What you need to know on embolism and pregnancy

WHEN I was young, I always wondered why elders would greet a new mother “mwapusukeni” literally meaning “you have survived”.

This did not make sense then until my early days in medical school when I learnt about embryogenesis and physiological changes of pregnancy.
Recently, the country woke up to a rude shock on the passing of a mother (Zambia Daily Mail sub-editor Sithembile Zulu) after giving birth via a ceaserean section.
So, much has been said about the incident and it is regrettable that we could lose a life.
But what is pulmonary embolism and why should a pregnant woman develop it? Are health workers competent to handle such cases?
Pulmonary refers to the lungs. Embolism is the process of blood clotting within the blood vessels. Simply put, pulmonary embolism is a blood clot in the blood vessels located in the lungs. Depending on the site and size, most pulmonary embolism are fatal even in most advanced hospitals on earth.
On clinical grounds, a high index of suspicion is maintained by using what is called the Virchow’s triad.
1. Stasis of blood.
2. Increased tendency of blood to clot (hypercoagubility)
3. Injury to blood vessels.
1. Surgery in the last four weeks
2. Pregnancy
3. Prolonged immobilisation- For example, due to air travel, long distance travel, bed rest etc.
4. Certain cancers
5. Genetic predisposition
6. Use of oral contraceptives
The list goes on.
Pregnancy is a very unique risk for embolism. The pregnancy itself causes blood to have increased tendency to clot (whether this is evolutionary to prevent excessive exsanguination after child birth is still speculative).

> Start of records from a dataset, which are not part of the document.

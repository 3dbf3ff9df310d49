//! Dynamic pricing rule engine.
//!
//! Prices are adjusted by explainable rules only. Each rule contributes a
//! whole-percent adjustment and a human-readable reason:
//!
//! | Rule | Adjustment |
//! |------|------------|
//! | product type is a favorite of the user | +10% |
//! | product type is not a favorite | −5% |
//! | each unit of the same type bought before | +2% (max +10%) |
//! | viewed but never bought | −3% |
//! | stock ≤ 5 | +12% |
//! | stock ≥ 50 | −8% |
//!
//! The result is rounded to cents and clamped to [50%, 180%] of the base.
//! [`quote`] is pure; [`gather_signals`] reads the user's history.

use anyhow::Result;
use serde::Serialize;
use sqlx::{Row, SqlitePool};

use crate::models::{Product, User};

const FAVORITE_PCT: i64 = 10;
const NOT_FAVORITE_PCT: i64 = -5;
const SAME_TYPE_PCT_PER_UNIT: i64 = 2;
const SAME_TYPE_PCT_CAP: i64 = 10;
const SEEN_NOT_BOUGHT_PCT: i64 = -3;
const LOW_STOCK: i64 = 5;
const LOW_STOCK_PCT: i64 = 12;
const HIGH_STOCK: i64 = 50;
const HIGH_STOCK_PCT: i64 = -8;
const FLOOR: f64 = 0.50;
const CEILING: f64 = 1.80;

/// Personal history of a signed-in shopper relative to one product.
#[derive(Debug, Clone, Copy, Default, PartialEq, Eq)]
pub struct UserSignals {
    pub is_favorite: bool,
    pub purchases_same_type: i64,
    pub seen_not_bought: bool,
}

#[derive(Debug, Clone, PartialEq)]
pub struct PricingSignals {
    pub base_price: f64,
    pub stock: i64,
    pub poke_type: String,
    /// `None` for guests.
    pub user: Option<UserSignals>,
}

#[derive(Debug, Clone, PartialEq, Serialize)]
pub struct PriceFeatures {
    pub base_price: f64,
    pub stock: i64,
    pub poke_type: String,
    #[serde(skip_serializing_if = "Option::is_none")]
    pub purchases_same_type: Option<i64>,
    #[serde(skip_serializing_if = "Option::is_none")]
    pub seen_not_bought: Option<bool>,
}

#[derive(Debug, Clone, PartialEq, Serialize)]
pub struct PriceQuote {
    pub price: f64,
    pub reasons: Vec<String>,
    pub features: PriceFeatures,
}

pub fn round2(value: f64) -> f64 {
    (value * 100.0).round() / 100.0
}

pub fn quote(signals: &PricingSignals) -> PriceQuote {
    let base = signals.base_price;
    let mut pct: i64 = 0;
    let mut reasons = Vec::new();
    let mut features = PriceFeatures {
        base_price: base,
        stock: signals.stock,
        poke_type: signals.poke_type.clone(),
        purchases_same_type: None,
        seen_not_bought: None,
    };

    match signals.user {
        Some(user) => {
            if user.is_favorite {
                pct += FAVORITE_PCT;
                reasons.push(format!("Favorite type (+{}%)", FAVORITE_PCT));
            } else {
                pct += NOT_FAVORITE_PCT;
                reasons.push(format!("Not a favorite type ({}%)", NOT_FAVORITE_PCT));
            }

            let bump = (SAME_TYPE_PCT_PER_UNIT * user.purchases_same_type.max(0)).min(SAME_TYPE_PCT_CAP);
            if bump > 0 {
                pct += bump;
                reasons.push(format!("Same-type purchase history (+{}%)", bump));
            }
            features.purchases_same_type = Some(user.purchases_same_type);

            if user.seen_not_bought {
                pct += SEEN_NOT_BOUGHT_PCT;
                reasons.push(format!("Viewed but not bought ({}%)", SEEN_NOT_BOUGHT_PCT));
            }
            features.seen_not_bought = Some(user.seen_not_bought);
        }
        None => reasons.push("Guest (no personalization)".to_string()),
    }

    if signals.stock <= LOW_STOCK {
        pct += LOW_STOCK_PCT;
        reasons.push(format!("Low stock (+{}%)", LOW_STOCK_PCT));
    } else if signals.stock >= HIGH_STOCK {
        pct += HIGH_STOCK_PCT;
        reasons.push(format!("High stock ({}%)", HIGH_STOCK_PCT));
    }

    let mut price = round2(base * (1.0 + pct as f64 / 100.0));
    let floor = round2(base * FLOOR);
    let ceiling = round2(base * CEILING);
    if price < floor {
        reasons.push(format!("Clamped to 50% floor (${:.2})", floor));
        price = floor;
    }
    if price > ceiling {
        reasons.push(format!("Clamped to 180% ceiling (${:.2})", ceiling));
        price = ceiling;
    }

    PriceQuote {
        price,
        reasons,
        features,
    }
}

/// Collect the signals for `product` as seen by `user`.
pub async fn gather_signals(
    pool: &SqlitePool,
    product: &Product,
    user: Option<&User>,
) -> Result<PricingSignals> {
    let user_signals = match user {
        Some(user) => {
            let ptype = product.poke_type.to_lowercase();
            let is_favorite = user
                .favorite_types
                .iter()
                .any(|t| t.to_lowercase() == ptype);

            let purchases_same_type: i64 = sqlx::query(
                r#"
                SELECT COALESCE(SUM(oi.quantity), 0) AS n
                FROM order_items oi
                JOIN orders o ON o.id = oi.order_id
                JOIN products p ON p.id = oi.product_id
                WHERE o.user_id = ? AND p.poke_type = ?
                "#,
            )
            .bind(user.id)
            .bind(&product.poke_type)
            .fetch_one(pool)
            .await?
            .get("n");

            let seen: i64 = sqlx::query(
                "SELECT COUNT(*) AS n FROM product_views WHERE user_id = ? AND product_id = ?",
            )
            .bind(user.id)
            .bind(product.id)
            .fetch_one(pool)
            .await?
            .get("n");

            let bought = if seen > 0 {
                has_purchased(pool, user.id, product.id).await?
            } else {
                false
            };

            Some(UserSignals {
                is_favorite,
                purchases_same_type,
                seen_not_bought: seen > 0 && !bought,
            })
        }
        None => None,
    };

    Ok(PricingSignals {
        base_price: product.base_price,
        stock: product.stock,
        poke_type: product.poke_type.clone(),
        user: user_signals,
    })
}

pub async fn has_purchased(pool: &SqlitePool, user_id: i64, product_id: i64) -> Result<bool> {
    let n: i64 = sqlx::query(
        r#"
        SELECT COUNT(*) AS n
        FROM order_items oi
        JOIN orders o ON o.id = oi.order_id
        WHERE o.user_id = ? AND oi.product_id = ?
        "#,
    )
    .bind(user_id)
    .bind(product_id)
    .fetch_one(pool)
    .await?
    .get("n");
    Ok(n > 0)
}

/// Dynamic price of `product` for `user` (or a guest).
pub async fn price_for(
    pool: &SqlitePool,
    product: &Product,
    user: Option<&User>,
) -> Result<PriceQuote> {
    let signals = gather_signals(pool, product, user).await?;
    Ok(quote(&signals))
}

#[cfg(test)]
mod tests {
    use super::*;

    fn signals(base: f64, stock: i64, user: Option<UserSignals>) -> PricingSignals {
        PricingSignals {
            base_price: base,
            stock,
            poke_type: "fire".to_string(),
            user,
        }
    }

    #[test]
    fn test_guest_mid_stock_is_base() {
        let q = quote(&signals(10.0, 20, None));
        assert_eq!(q.price, 10.0);
        assert_eq!(q.reasons, vec!["Guest (no personalization)"]);
        assert_eq!(q.features.purchases_same_type, None);
    }

    #[test]
    fn test_guest_low_stock() {
        let q = quote(&signals(10.0, 5, None));
        assert_eq!(q.price, 11.2);
    }

    #[test]
    fn test_guest_high_stock() {
        let q = quote(&signals(10.0, 50, None));
        assert_eq!(q.price, 9.2);
    }

    #[test]
    fn test_favorite_with_history_capped() {
        let user = UserSignals {
            is_favorite: true,
            purchases_same_type: 9,
            seen_not_bought: false,
        };
        // +10 favorite, +10 capped history, +12 low stock
        let q = quote(&signals(100.0, 1, Some(user)));
        assert_eq!(q.price, 132.0);
        assert!(q.reasons.iter().any(|r| r.contains("+10%") && r.contains("history")));
        assert_eq!(q.features.purchases_same_type, Some(9));
    }

    #[test]
    fn test_not_favorite_seen_not_bought_high_stock() {
        let user = UserSignals {
            is_favorite: false,
            purchases_same_type: 0,
            seen_not_bought: true,
        };
        // -5 -3 -8 = -16%
        let q = quote(&signals(50.0, 80, Some(user)));
        assert_eq!(q.price, 42.0);
        assert_eq!(q.reasons.len(), 3);
        assert_eq!(q.features.seen_not_bought, Some(true));
    }

    #[test]
    fn test_rounding_to_cents() {
        let user = UserSignals {
            is_favorite: true,
            purchases_same_type: 1,
            seen_not_bought: false,
        };
        // 3.33 * 1.12 = 3.7296
        let q = quote(&signals(3.33, 20, Some(user)));
        assert_eq!(q.price, 3.73);
    }

    #[test]
    fn test_price_stays_within_bounds() {
        for stock in [0, 5, 20, 50, 500] {
            for fav in [true, false] {
                for n in [0, 3, 50] {
                    for seen in [true, false] {
                        let user = UserSignals {
                            is_favorite: fav,
                            purchases_same_type: n,
                            seen_not_bought: seen,
                        };
                        let q = quote(&signals(19.99, stock, Some(user)));
                        assert!(q.price >= round2(19.99 * 0.5));
                        assert!(q.price <= round2(19.99 * 1.8));
                    }
                }
            }
        }
    }

    #[test]
    fn test_round2() {
        assert_eq!(round2(2.346), 2.35);
        assert_eq!(round2(2.344), 2.34);
        assert_eq!(round2(-0.0), 0.0);
    }
}
//! Product catalog: listing, full-text search, facets, detail pages and
//! admin maintenance.

use anyhow::{Context, Result};
use serde::{Deserialize, Serialize};
use sqlx::{QueryBuilder, Row, Sqlite, SqlitePool};
use std::path::Path;
use std::time::{Duration, Instant};
use tokio::sync::RwLock;
use tracing::{info, warn};

use crate::config::Config;
use crate::db;
use crate::error::ShopError;
use crate::models::{NewProduct, Product, Review, User, PRODUCT_COLUMNS};
use crate::pricing::{self, PriceQuote};
use crate::reviews;
use crate::wishlist;

/// Image extensions accepted by [`attach_image`].
pub const ALLOWED_IMAGE_EXTENSIONS: &[&str] = &["png", "jpg", "jpeg", "gif", "webp"];

const FEATURED_LIMIT: i64 = 8;
const RECOMMENDATION_LIMIT: i64 = 4;

pub async fn get_product(pool: &SqlitePool, id: i64) -> Result<Option<Product>> {
    let sql = format!("SELECT {} FROM products p WHERE p.id = ?", PRODUCT_COLUMNS);
    let row = sqlx::query(&sql).bind(id).fetch_optional(pool).await?;
    Ok(row.as_ref().map(Product::from_row))
}

async fn require_product(pool: &SqlitePool, id: i64) -> Result<Product> {
    get_product(pool, id)
        .await?
        .ok_or_else(|| ShopError::NotFound(format!("product {}", id)).into())
}

// ============ Full-text search ============

/// Turn free text into an FTS5 prefix query: every whitespace-separated
/// term becomes a quoted prefix (`"term"*`), implicitly ANDed.
pub fn fts_query(q: &str) -> Option<String> {
    let terms: Vec<String> = q
        .split_whitespace()
        .map(|t| t.replace('"', ""))
        .filter(|t| !t.is_empty())
        .map(|t| format!("\"{}\"*", t))
        .collect();
    if terms.is_empty() {
        None
    } else {
        Some(terms.join(" "))
    }
}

Injury to blood vessels during delivery is also unavoidable. In advanced pregnancies, most women tend to become less active (immobile) putting themselves at high risk of embolism.
Surgery also poses a unique risk of embolism.
Doctors are trained to categorise patients into low, moderate and high risk based on what is called the Well’s Score.
This risk stratification is important to guide what tests to do, what treatment to give and how fast should these intervention be carried out.
About 1.3 percent patients considered low risk by Wells Score end up having embolism and only about 40 percent high risk patients have embolism.
We can still appreciate that even this score can not 100 percent predict embolism.
Pulmonary embolism accounts for about 25 percent of all sudden deaths. Meaning a patient can be pretty fine and the next minute they are gone!
Studies have shown that there are 70-80 percent chances of dying from severe pulmonary embolism. Meaning patients who suddenly deteriorates requiring resuscitation are more likely to die than those who are stable whose risk is only 1-2 percent.
This incident should give us an opportunity to work together with the community to raise awareness about maternity issues and what possibly could go wrong.
It should be seen as a window of opportunity to campaign for improved healthcare for all people in Zambian. It is also an opportunity to reaffirm our resolve as a nation to reduce maternal mortality.
Let’s all build a health care system that responds to our needs.